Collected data
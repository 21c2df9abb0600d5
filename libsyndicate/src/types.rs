//! Core types for Syndicate

use serde::{Deserialize, Serialize};
use uuid::Uuid;

/// A post that can be scheduled and published to multiple platforms.
#[derive(Debug, Clone, Serialize, Deserialize)]
pub struct Post {
    pub id: String,
    pub title: String,
    pub content: String,
    pub image_url: Option<String>,
    /// Unix timestamp (UTC). Required and non-null iff status is Scheduled.
    pub scheduled_at: Option<i64>,
    pub status: PostStatus,
    pub user_id: i64,
    pub created_at: i64,
}

impl Post {
    pub fn new(title: String, content: String, user_id: i64) -> Self {
        Self {
            id: Uuid::new_v4().to_string(),
            title,
            content,
            image_url: None,
            scheduled_at: None,
            status: PostStatus::Draft,
            user_id,
            created_at: chrono::Utc::now().timestamp(),
        }
    }
}

#[derive(Debug, Clone, Copy, Serialize, Deserialize, PartialEq, Eq)]
#[serde(rename_all = "lowercase")]
pub enum PostStatus {
    Draft,
    Scheduled,
    Published,
}

impl PostStatus {
    pub fn as_str(&self) -> &'static str {
        match self {
            Self::Draft => "draft",
            Self::Scheduled => "scheduled",
            Self::Published => "published",
        }
    }

    pub fn parse(s: &str) -> Option<Self> {
        match s {
            "draft" => Some(Self::Draft),
            "scheduled" => Some(Self::Scheduled),
            "published" => Some(Self::Published),
            _ => None,
        }
    }
}

impl std::fmt::Display for PostStatus {
    fn fmt(&self, f: &mut std::fmt::Formatter<'_>) -> std::fmt::Result {
        write!(f, "{}", self.as_str())
    }
}

/// A publishing destination. The `kind` tag is stored as entered; content
/// constraints and publisher routing go through [`PlatformKind`].
#[derive(Debug, Clone, Serialize, Deserialize)]
pub struct Platform {
    pub id: String,
    /// Display name, globally unique.
    pub name: String,
    /// Raw platform-type tag (e.g. "twitter"). Unrecognized tags are
    /// dispatched best-effort with no content constraint.
    pub kind: String,
}

impl Platform {
    pub fn new(name: String, kind: String) -> Self {
        Self {
            id: Uuid::new_v4().to_string(),
            name,
            kind,
        }
    }

    pub fn kind(&self) -> PlatformKind {
        PlatformKind::from_tag(&self.kind)
    }
}

/// The fixed set of platform types with known publishing rules.
#[derive(Debug, Clone, Copy, Serialize, Deserialize, PartialEq, Eq, Hash)]
#[serde(rename_all = "lowercase")]
pub enum PlatformKind {
    Twitter,
    LinkedIn,
    Instagram,
    /// Anything else. No content constraint, best-effort dispatch.
    Other,
}

impl PlatformKind {
    /// Parse a raw type tag. Never fails; unknown tags map to `Other`.
    pub fn from_tag(tag: &str) -> Self {
        match tag.to_lowercase().as_str() {
            "twitter" => Self::Twitter,
            "linkedin" => Self::LinkedIn,
            "instagram" => Self::Instagram,
            _ => Self::Other,
        }
    }

    pub fn label(&self) -> &'static str {
        match self {
            Self::Twitter => "Twitter",
            Self::LinkedIn => "LinkedIn",
            Self::Instagram => "Instagram",
            Self::Other => "Other",
        }
    }
}

impl std::fmt::Display for PlatformKind {
    fn fmt(&self, f: &mut std::fmt::Formatter<'_>) -> std::fmt::Result {
        write!(f, "{}", self.label())
    }
}

/// The association row between a post and a platform, carrying the
/// per-platform publication status. One row per associated pair; each row
/// progresses independently of its siblings.
#[derive(Debug, Clone, Serialize, Deserialize)]
pub struct PostPlatform {
    pub post_id: String,
    pub platform_id: String,
    pub status: PivotStatus,
    /// Reason recorded on the latest failed transition, if any.
    pub detail: Option<String>,
    pub updated_at: i64,
}

#[derive(Debug, Clone, Copy, Serialize, Deserialize, PartialEq, Eq)]
#[serde(rename_all = "lowercase")]
pub enum PivotStatus {
    Pending,
    Published,
    Failed,
}

impl PivotStatus {
    pub fn as_str(&self) -> &'static str {
        match self {
            Self::Pending => "pending",
            Self::Published => "published",
            Self::Failed => "failed",
        }
    }

    pub fn parse(s: &str) -> Option<Self> {
        match s {
            "pending" => Some(Self::Pending),
            "published" => Some(Self::Published),
            "failed" => Some(Self::Failed),
            _ => None,
        }
    }

    pub fn is_terminal(&self) -> bool {
        !matches!(self, Self::Pending)
    }
}

impl std::fmt::Display for PivotStatus {
    fn fmt(&self, f: &mut std::fmt::Formatter<'_>) -> std::fmt::Result {
        write!(f, "{}", self.as_str())
    }
}

/// A post together with its eagerly-loaded platforms, as returned by the
/// due-post selection query.
#[derive(Debug, Clone)]
pub struct PostWithPlatforms {
    pub post: Post,
    pub platforms: Vec<Platform>,
}

/// One durable queue entry for a (post, platform) pair. Attempt count and
/// next-due time are plain data persisted with the entry; the worker pool
/// drives the retry schedule off them.
#[derive(Debug, Clone)]
pub struct DispatchEntry {
    pub id: i64,
    pub post_id: String,
    pub platform_id: String,
    /// Completed attempts so far.
    pub attempts: u32,
    pub next_attempt_at: i64,
    pub state: EntryState,
    pub created_at: i64,
}

#[derive(Debug, Clone, Copy, PartialEq, Eq)]
pub enum EntryState {
    Queued,
    Running,
}

impl EntryState {
    pub fn as_str(&self) -> &'static str {
        match self {
            Self::Queued => "queued",
            Self::Running => "running",
        }
    }

    pub fn parse(s: &str) -> Option<Self> {
        match s {
            "queued" => Some(Self::Queued),
            "running" => Some(Self::Running),
            _ => None,
        }
    }
}
//! Simulated publish capability
//!
//! Real platform API integration is out of scope; publishing is modeled as
//! a bounded sleep standing in for the network call.

use async_trait::async_trait;
use std::time::Duration;
use tokio::time::sleep;
use tracing::info;

use crate::error::Result;
use crate::publisher::Publisher;
use crate::types::{PlatformKind, Post};

pub struct SimulatedPublisher {
    name: String,
    latency: Duration,
}

impl SimulatedPublisher {
    pub fn new(kind: PlatformKind, latency_ms: u64) -> Self {
        Self {
            name: kind.label().to_lowercase(),
            latency: Duration::from_millis(latency_ms),
        }
    }
}

#[async_trait]
impl Publisher for SimulatedPublisher {
    async fn publish(&self, post: &Post) -> Result<()> {
        if !self.latency.is_zero() {
            sleep(self.latency).await;
        }
        info!(post_id = %post.id, platform = %self.name, "simulated publish");
        Ok(())
    }

    fn name(&self) -> &str {
        &self.name
    }
}
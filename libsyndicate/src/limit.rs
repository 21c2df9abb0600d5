//! Per-user daily scheduling cap
//!
//! Caps how many posts a user may have in scheduled state on one UTC
//! calendar day. A plain count-then-compare leaves a window where two
//! concurrent submissions near the cap both pass, so the limiter also hands
//! out a per-(user, day) admission lock; callers hold it across the check
//! and the insert and the cap holds strictly.

use std::collections::HashMap;
use std::sync::{Arc, Mutex};

use chrono::{DateTime, NaiveDate};
use tokio::sync::OwnedMutexGuard;

use crate::error::{Result, ValidationError};
use crate::store::Store;
use crate::types::PostStatus;

pub struct ScheduleLimiter {
    daily_limit: u32,
    day_locks: Mutex<HashMap<(i64, NaiveDate), Arc<tokio::sync::Mutex<()>>>>,
}

impl ScheduleLimiter {
    pub fn new(daily_limit: u32) -> Self {
        Self {
            daily_limit,
            day_locks: Mutex::new(HashMap::new()),
        }
    }

    pub fn daily_limit(&self) -> u32 {
        self.daily_limit
    }

    /// The UTC calendar date a schedule timestamp falls on.
    pub fn schedule_date(scheduled_at: i64) -> NaiveDate {
        DateTime::from_timestamp(scheduled_at, 0)
            .unwrap_or_default()
            .date_naive()
    }

    /// Acquire the admission lock for a user's day. Hold the guard across
    /// `check` and the post insert to serialize concurrent submissions.
    pub async fn admission_lock(
        &self,
        user_id: i64,
        scheduled_at: i64,
    ) -> OwnedMutexGuard<()> {
        let lock = {
            let mut locks = self.day_locks.lock().unwrap();
            // Drop idle locks so the map stays bounded
            locks.retain(|_, l| Arc::strong_count(l) > 1);
            locks
                .entry((user_id, Self::schedule_date(scheduled_at)))
                .or_insert_with(|| Arc::new(tokio::sync::Mutex::new(())))
                .clone()
        };
        lock.lock_owned().await
    }

    /// Admission check. A no-op for anything other than scheduled posts;
    /// scheduled posts need a schedule time and a free slot on that day.
    pub async fn check(
        &self,
        store: &Store,
        user_id: i64,
        status: PostStatus,
        scheduled_at: Option<i64>,
    ) -> Result<()> {
        if status != PostStatus::Scheduled {
            return Ok(());
        }

        let Some(scheduled_at) = scheduled_at else {
            return Err(ValidationError::MissingScheduleTime.into());
        };

        let date = Self::schedule_date(scheduled_at);
        let count = store.count_scheduled_on_date(user_id, date).await?;

        if count >= i64::from(self.daily_limit) {
            return Err(ValidationError::DailyLimitExceeded(self.daily_limit).into());
        }

        Ok(())
    }
}

#[cfg(test)]
mod tests {
    use super::*;
    use crate::error::SyndicateError;
    use crate::types::Post;
    use tempfile::TempDir;

    async fn setup() -> (TempDir, Store) {
        let temp_dir = TempDir::new().unwrap();
        let db_path = temp_dir.path().join("test.db");
        let store = Store::new(db_path.to_str().unwrap()).await.unwrap();
        (temp_dir, store)
    }

    fn day_start(y: i32, m: u32, d: u32) -> i64 {
        chrono::NaiveDate::from_ymd_opt(y, m, d)
            .unwrap()
            .and_time(chrono::NaiveTime::MIN)
            .and_utc()
            .timestamp()
    }

    async fn insert_scheduled(store: &Store, user_id: i64, scheduled_at: i64) {
        let mut post = Post::new("T".to_string(), "x".to_string(), user_id);
        post.status = PostStatus::Scheduled;
        post.scheduled_at = Some(scheduled_at);
        store.create_post(&post).await.unwrap();
    }

    #[test]
    fn test_schedule_date_is_utc_day() {
        let ts = day_start(2025, 6, 1) + 3600;
        assert_eq!(
            ScheduleLimiter::schedule_date(ts),
            chrono::NaiveDate::from_ymd_opt(2025, 6, 1).unwrap()
        );

        // Last second of the day still belongs to it
        let late = day_start(2025, 6, 1) + 86_399;
        assert_eq!(
            ScheduleLimiter::schedule_date(late),
            chrono::NaiveDate::from_ymd_opt(2025, 6, 1).unwrap()
        );
    }

    #[tokio::test]
    async fn test_non_scheduled_statuses_are_not_limited() {
        let (_tmp, store) = setup().await;
        let limiter = ScheduleLimiter::new(0);

        assert!(limiter
            .check(&store, 1, PostStatus::Draft, None)
            .await
            .is_ok());
        assert!(limiter
            .check(&store, 1, PostStatus::Published, None)
            .await
            .is_ok());
    }

    #[tokio::test]
    async fn test_scheduled_without_time_is_rejected() {
        let (_tmp, store) = setup().await;
        let limiter = ScheduleLimiter::new(5);

        let err = limiter
            .check(&store, 1, PostStatus::Scheduled, None)
            .await
            .unwrap_err();
        assert!(matches!(
            err,
            SyndicateError::Validation(ValidationError::MissingScheduleTime)
        ));
    }

    #[tokio::test]
    async fn test_sixth_post_on_a_full_day_is_rejected() {
        let (_tmp, store) = setup().await;
        let limiter = ScheduleLimiter::new(5);
        let day = day_start(2025, 6, 1);

        for i in 0..5 {
            insert_scheduled(&store, 1, day + i * 600).await;
        }

        let err = limiter
            .check(&store, 1, PostStatus::Scheduled, Some(day + 7200))
            .await
            .unwrap_err();
        assert!(matches!(
            err,
            SyndicateError::Validation(ValidationError::DailyLimitExceeded(5))
        ));
    }

    #[tokio::test]
    async fn test_other_days_and_users_have_their_own_budget() {
        let (_tmp, store) = setup().await;
        let limiter = ScheduleLimiter::new(5);
        let day = day_start(2025, 6, 1);

        for i in 0..5 {
            insert_scheduled(&store, 1, day + i * 600).await;
        }

        // Next day is fine
        assert!(limiter
            .check(&store, 1, PostStatus::Scheduled, Some(day + 86_400))
            .await
            .is_ok());
        // Another user on the full day is fine
        assert!(limiter
            .check(&store, 2, PostStatus::Scheduled, Some(day + 100))
            .await
            .is_ok());
    }

    #[tokio::test]
    async fn test_under_limit_is_admitted() {
        let (_tmp, store) = setup().await;
        let limiter = ScheduleLimiter::new(5);
        let day = day_start(2025, 6, 1);

        for i in 0..4 {
            insert_scheduled(&store, 1, day + i * 600).await;
        }

        assert!(limiter
            .check(&store, 1, PostStatus::Scheduled, Some(day + 7200))
            .await
            .is_ok());
    }

    #[tokio::test]
    async fn test_concurrent_admissions_never_exceed_the_cap() {
        let (_tmp, store) = setup().await;
        let store = Arc::new(store);
        let limiter = Arc::new(ScheduleLimiter::new(5));
        let day = day_start(2025, 6, 1);

        // 20 concurrent submissions race for 5 slots
        let mut handles = Vec::new();
        for i in 0..20 {
            let store = Arc::clone(&store);
            let limiter = Arc::clone(&limiter);
            handles.push(tokio::spawn(async move {
                let at = day + i * 60;
                let _slot = limiter.admission_lock(1, at).await;
                match limiter
                    .check(&store, 1, PostStatus::Scheduled, Some(at))
                    .await
                {
                    Ok(()) => {
                        insert_scheduled(&store, 1, at).await;
                        true
                    }
                    Err(_) => false,
                }
            }));
        }

        let mut admitted = 0;
        for handle in handles {
            if handle.await.unwrap() {
                admitted += 1;
            }
        }

        assert_eq!(admitted, 5);
        let date = chrono::NaiveDate::from_ymd_opt(2025, 6, 1).unwrap();
        assert_eq!(store.count_scheduled_on_date(1, date).await.unwrap(), 5);
    }
}
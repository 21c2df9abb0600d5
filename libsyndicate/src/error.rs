//! Error types for Syndicate

use thiserror::Error;

pub type Result<T> = std::result::Result<T, SyndicateError>;

#[derive(Error, Debug)]
pub enum SyndicateError {
    #[error("Configuration error: {0}")]
    Config(#[from] ConfigError),

    #[error("Store error: {0}")]
    Store(#[from] StoreError),

    #[error("Validation failed: {0}")]
    Validation(#[from] ValidationError),

    #[error("Dispatch error: {0}")]
    Dispatch(#[from] DispatchError),

    #[error("Invalid input: {0}")]
    InvalidInput(String),
}

impl SyndicateError {
    /// Returns the appropriate exit code for this error
    pub fn exit_code(&self) -> i32 {
        match self {
            SyndicateError::InvalidInput(_) => 3,
            SyndicateError::Validation(_) => 3,
            SyndicateError::Config(_) => 2,
            SyndicateError::Store(_) => 2,
            SyndicateError::Dispatch(_) => 1,
        }
    }
}

#[derive(Error, Debug)]
pub enum ConfigError {
    #[error("Failed to read config file: {0}")]
    ReadError(#[from] std::io::Error),

    #[error("Failed to parse config: {0}")]
    ParseError(#[from] toml::de::Error),

    #[error("Missing required field: {0}")]
    MissingField(String),
}

#[derive(Error, Debug)]
pub enum StoreError {
    #[error("Database operation failed: {0}")]
    SqlxError(#[from] sqlx::Error),

    #[error("Migration failed: {0}")]
    MigrationError(#[from] sqlx::migrate::MigrateError),

    #[error("IO error: {0}")]
    IoError(#[from] std::io::Error),
}

/// Synchronous admission failures. These abort the originating request
/// before any rows are written and are never retried.
#[derive(Error, Debug, Clone, PartialEq, Eq)]
pub enum ValidationError {
    #[error("Content exceeds the {limit} characters limit for {platform}.")]
    ContentTooLong {
        platform: &'static str,
        limit: usize,
        length: usize,
    },

    #[error("Scheduled date is required for scheduled posts.")]
    MissingScheduleTime,

    #[error("You have reached the daily limit of {0} scheduled posts.")]
    DailyLimitExceeded(u32),

    #[error("{0}")]
    InvalidPost(String),
}

/// Failures inside a dispatch attempt. Only `PublishFailed` is transient;
/// everything else terminates the unit on first occurrence.
#[derive(Error, Debug, Clone)]
pub enum DispatchError {
    #[error("Post not found: {0}")]
    PostNotFound(String),

    #[error("Platform not found: {0}")]
    PlatformNotFound(String),

    #[error("Post {post_id} is not associated with platform {platform_id}")]
    NotAssociated { post_id: String, platform_id: String },

    #[error("Content rejected: {0}")]
    ContentRejected(String),

    #[error("Publishing failed: {0}")]
    PublishFailed(String),
}

impl DispatchError {
    /// Whether the retry layer should re-attempt after this error.
    pub fn is_transient(&self) -> bool {
        matches!(self, DispatchError::PublishFailed(_))
    }
}
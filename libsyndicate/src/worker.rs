//! Publishing worker pool
//!
//! N workers pull dispatch entries from the durable queue and run one
//! attempt each. A failed transient attempt is handed back to the queue
//! with its backoff delay, so the worker is free immediately instead of
//! sleeping through the wait. Within a pair attempts stay strictly
//! sequential (the queue holds at most one live entry per pair); across
//! pairs there is no ordering at all.
//!
//! Cancellation is not supported mid-attempt: a claimed entry runs to
//! completion even while the pool is shutting down.

use std::sync::atomic::{AtomicBool, Ordering};
use std::sync::Arc;
use tokio::sync::Notify;
use tokio::task::JoinHandle;
use tokio::time::{sleep, Duration};
use tracing::{error, info, warn};

use crate::config::SchedulingConfig;
use crate::dispatch::Dispatcher;
use crate::error::Result;
use crate::store::Store;
use crate::types::DispatchEntry;

/// How long an idle worker waits before re-polling the queue when nothing
/// wakes it explicitly.
const IDLE_POLL: Duration = Duration::from_secs(1);

pub struct WorkerPool {
    store: Arc<Store>,
    dispatcher: Arc<Dispatcher>,
    max_attempts: u32,
    backoff_seconds: Arc<Vec<i64>>,
    workers: usize,
    wake: Arc<Notify>,
    shutdown: Arc<AtomicBool>,
    handles: Vec<JoinHandle<()>>,
}

impl WorkerPool {
    pub fn new(
        store: Arc<Store>,
        dispatcher: Arc<Dispatcher>,
        scheduling: &SchedulingConfig,
        workers: usize,
    ) -> Self {
        Self {
            store,
            dispatcher,
            max_attempts: scheduling.max_attempts.max(1),
            backoff_seconds: Arc::new(scheduling.backoff_seconds.clone()),
            workers: workers.max(1),
            wake: Arc::new(Notify::new()),
            shutdown: Arc::new(AtomicBool::new(false)),
            handles: Vec::new(),
        }
    }

    /// Recover entries a crashed process left behind and spawn the workers.
    pub async fn start(&mut self) -> Result<()> {
        let recovered = self.store.recover_running().await?;
        if recovered > 0 {
            info!(recovered, "returned stuck dispatch entries to the queue");
        }

        for worker_id in 0..self.workers {
            let store = Arc::clone(&self.store);
            let dispatcher = Arc::clone(&self.dispatcher);
            let backoff = Arc::clone(&self.backoff_seconds);
            let wake = Arc::clone(&self.wake);
            let shutdown = Arc::clone(&self.shutdown);
            let max_attempts = self.max_attempts;

            self.handles.push(tokio::spawn(async move {
                info!(worker_id, "publishing worker started");

                loop {
                    if shutdown.load(Ordering::Relaxed) {
                        break;
                    }

                    let now = chrono::Utc::now().timestamp();
                    match store.claim_due(now).await {
                        Ok(Some(entry)) => {
                            if let Err(e) =
                                process_entry(&store, &dispatcher, entry, now, max_attempts, &backoff)
                                    .await
                            {
                                error!(worker_id, error = %e, "dispatch bookkeeping failed");
                            }
                        }
                        Ok(None) => {
                            tokio::select! {
                                _ = wake.notified() => {}
                                _ = sleep(IDLE_POLL) => {}
                            }
                        }
                        Err(e) => {
                            error!(worker_id, error = %e, "queue claim failed");
                            sleep(IDLE_POLL).await;
                        }
                    }
                }

                info!(worker_id, "publishing worker stopped");
            }));
        }

        Ok(())
    }

    /// Nudge idle workers after a sweep enqueued new entries.
    pub fn wake(&self) {
        self.wake.notify_waiters();
    }

    /// Stop the pool. Running attempts finish; queued entries stay durable
    /// for the next start.
    pub async fn shutdown(mut self) {
        self.shutdown.store(true, Ordering::Relaxed);
        self.wake.notify_waiters();
        futures::future::join_all(self.handles.drain(..)).await;
    }

    /// Process everything currently due and return how many entries were
    /// handled. Entries rescheduled into the future (backoff) are left for
    /// later. Used by one-shot runs and tests.
    pub async fn drain(&self) -> Result<usize> {
        let mut handled = 0;
        loop {
            let now = chrono::Utc::now().timestamp();
            match self.store.claim_due(now).await? {
                Some(entry) => {
                    process_entry(
                        &self.store,
                        &self.dispatcher,
                        entry,
                        now,
                        self.max_attempts,
                        &self.backoff_seconds,
                    )
                    .await?;
                    handled += 1;
                }
                None => return Ok(handled),
            }
        }
    }
}

/// Delay before the next attempt once `completed_attempts` have failed.
/// Attempts past the end of the schedule reuse the last delay.
fn backoff_delay(backoff: &[i64], completed_attempts: u32) -> i64 {
    if backoff.is_empty() {
        return 0;
    }
    let index = (completed_attempts.max(1) as usize - 1).min(backoff.len() - 1);
    backoff[index]
}

/// Drive one claimed entry through a dispatch attempt and commit the
/// outcome back to the queue.
async fn process_entry(
    store: &Store,
    dispatcher: &Dispatcher,
    entry: DispatchEntry,
    now: i64,
    max_attempts: u32,
    backoff: &[i64],
) -> Result<()> {
    let attempt = entry.attempts + 1;

    match dispatcher
        .attempt(&entry.post_id, &entry.platform_id, attempt, now)
        .await
    {
        Ok(()) => store.finish_entry(entry.id).await,
        Err(e) if e.is_transient() && attempt < max_attempts => {
            let delay = backoff_delay(backoff, attempt);
            warn!(
                post_id = %entry.post_id,
                platform_id = %entry.platform_id,
                attempt,
                max_attempts,
                delay,
                error = %e,
                "attempt failed, retry scheduled"
            );
            store
                .reschedule_entry(entry.id, attempt, now + delay)
                .await
        }
        Err(e) => {
            dispatcher
                .on_terminal_failure(&entry.post_id, &entry.platform_id, attempt, &e, now)
                .await;
            store.finish_entry(entry.id).await
        }
    }
}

**Exercise prompt**.
Your answer should be a single number: the count of lines above with the word "SchedulingConfig".

**Result of this task**.
2